◆ **DATA UNDER STUDY**
use serde::{Deserialize, Serialize};

/// Administrative region (state), as served by the backend.
///
/// The states list is ordered by the server; the order is preserved verbatim
/// and never re-sorted client-side.
#[derive(Debug, Clone, PartialEq, Eq, Serialize, Deserialize)]
pub struct Region {
    pub id: String,
    pub name_en: String,
    pub name_hi: String,
}

/// District within a state.
///
/// `code` carries whichever identifier the backend row had (`id` or `code`).
/// A district is only meaningful while its owning state stays selected.
#[derive(Debug, Clone, PartialEq, Eq, Serialize, Deserialize)]
pub struct District {
    pub code: String,
    pub name_en: String,
    pub name_hi: String,
}

/// Monotonic tag for one district-list request.
///
/// This is a small, copyable handle attached at dispatch time and checked at
/// completion time; responses carrying anything but the highest issued tag
/// are dropped.
#[derive(Debug, Copy, Clone, PartialEq, Eq, PartialOrd, Ord, Hash)]
pub struct DistrictSeq(pub u64);

/// Session-scoped region catalog.
///
/// Key properties:
/// - The states list is loaded once and replaced wholesale, never mutated.
/// - The district list always belongs to the most recently requested state;
///   a response for a superseded request is silently discarded.
/// - A failed district load leaves the previous list in place (observed
///   contract of the backend client; see DESIGN.md).
#[derive(Debug, Default)]
pub struct RegionCatalog {
    states: Vec<Region>,
    districts: Vec<District>,
    districts_for: Option<String>,
    next_seq: u64,
    newest_issued: Option<DistrictSeq>,
    pending_state: Option<String>,
}

impl RegionCatalog {
    pub fn new() -> Self {
        Self::default()
    }

    pub fn states(&self) -> &[Region] {
        &self.states
    }

    pub fn districts(&self) -> &[District] {
        &self.districts
    }

    /// State id the current district list was loaded for, if any.
    pub fn districts_for(&self) -> Option<&str> {
        self.districts_for.as_deref()
    }

    pub fn state_by_id(&self, id: &str) -> Option<&Region> {
        self.states.iter().find(|s| s.id == id)
    }

    /// Replaces the states list wholesale.
    pub fn apply_states(&mut self, states: Vec<Region>) {
        self.states = states;
    }

    /// Issues a new district-list request tag for `state_id`.
    ///
    /// Any earlier tag becomes stale immediately, even before its response
    /// arrives.
    pub fn issue_district_request(&mut self, state_id: impl Into<String>) -> DistrictSeq {
        let seq = DistrictSeq(self.next_seq);
        self.next_seq = self.next_seq.wrapping_add(1);
        self.newest_issued = Some(seq);
        self.pending_state = Some(state_id.into());
        seq
    }

    /// True while `seq` is still the highest issued district request.
    pub fn is_current(&self, seq: DistrictSeq) -> bool {
        self.newest_issued == Some(seq)
    }

    /// Applies a successful district-list response.
    ///
    /// Returns `true` if the list was applied; a stale `seq` leaves the
    /// catalog untouched and returns `false`.
    pub fn apply_districts(&mut self, seq: DistrictSeq, districts: Vec<District>) -> bool {
        if !self.is_current(seq) {
            return false;
        }
        self.districts = districts;
        self.districts_for = self.pending_state.take();
        true
    }

    /// Records a failed district-list response.
    ///
    /// The previous list stays in place either way. Returns `true` if the
    /// failure belongs to the newest request and should be reported; stale
    /// failures are dropped like stale successes.
    pub fn fail_districts(&mut self, seq: DistrictSeq) -> bool {
        if !self.is_current(seq) {
            return false;
        }
        self.pending_state = None;
        true
    }
}

#[cfg(test)]
mod tests {
    use super::{District, DistrictSeq, Region, RegionCatalog};
    use pretty_assertions::assert_eq;

    fn region(id: &str, name: &str) -> Region {
        Region {
            id: id.to_string(),
            name_en: name.to_string(),
            name_hi: format!("{name}-hi"),
        }
    }

    fn district(code: &str, name: &str) -> District {
        District {
            code: code.to_string(),
            name_en: name.to_string(),
            name_hi: format!("{name}-hi"),
        }
    }

    #[test]
    fn states_are_replaced_wholesale_in_server_order() {
        let mut cat = RegionCatalog::new();
        cat.apply_states(vec![region("2", "B"), region("1", "A")]);
        let ids: Vec<&str> = cat.states().iter().map(|s| s.id.as_str()).collect();
        assert_eq!(ids, vec!["2", "1"]);
    }

    #[test]
    fn district_seqs_are_monotonic() {
        let mut cat = RegionCatalog::new();
        let a = cat.issue_district_request("1");
        let b = cat.issue_district_request("2");
        assert!(b > a);
        assert!(!cat.is_current(a));
        assert!(cat.is_current(b));
    }

    #[test]
    fn stale_district_response_is_discarded() {
        let mut cat = RegionCatalog::new();
        let s1 = cat.issue_district_request("1");
        let s2 = cat.issue_district_request("2");

        // S1's response arrives after S2 was requested.
        assert!(!cat.apply_districts(s1, vec![district("d1", "Old")]));
        assert!(cat.districts().is_empty());

        assert!(cat.apply_districts(s2, vec![district("d2", "New")]));
        assert_eq!(cat.districts(), &[district("d2", "New")]);
        assert_eq!(cat.districts_for(), Some("2"));
    }

    #[test]
    fn out_of_order_arrival_keeps_newest_list() {
        let mut cat = RegionCatalog::new();
        let s1 = cat.issue_district_request("1");
        let s2 = cat.issue_district_request("2");

        assert!(cat.apply_districts(s2, vec![district("d2", "New")]));
        assert!(!cat.apply_districts(s1, vec![district("d1", "Old")]));
        assert_eq!(cat.districts(), &[district("d2", "New")]);
    }

    #[test]
    fn failed_load_keeps_previous_list() {
        let mut cat = RegionCatalog::new();
        let s1 = cat.issue_district_request("1");
        assert!(cat.apply_districts(s1, vec![district("d1", "Kept")]));

        let s2 = cat.issue_district_request("2");
        assert!(cat.fail_districts(s2));
        assert_eq!(cat.districts(), &[district("d1", "Kept")]);
        assert_eq!(cat.districts_for(), Some("1"));
    }

    #[test]
    fn stale_failure_is_not_reported() {
        let mut cat = RegionCatalog::new();
        let s1 = cat.issue_district_request("1");
        let _s2 = cat.issue_district_request("2");
        assert!(!cat.fail_districts(s1));
    }

    #[test]
    fn seq_handle_is_orderable() {
        assert!(DistrictSeq(1) < DistrictSeq(2));
        assert_eq!(DistrictSeq(3), DistrictSeq(3));
    }

    #[test]
    fn state_lookup_by_id() {
        let mut cat = RegionCatalog::new();
        cat.apply_states(vec![region("29", "Karnataka")]);
        assert_eq!(cat.state_by_id("29").map(|s| s.name_en.as_str()), Some("Karnataka"));
        assert!(cat.state_by_id("30").is_none());
    }
}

◆ **THE PROBLEM**
Nothing but the lines holding the word "client" should be returned from the listing above.

◆ **ANSWER SECTION**
/// and never re-sorted client-side.
///   contract of the backend client; see DESIGN.md).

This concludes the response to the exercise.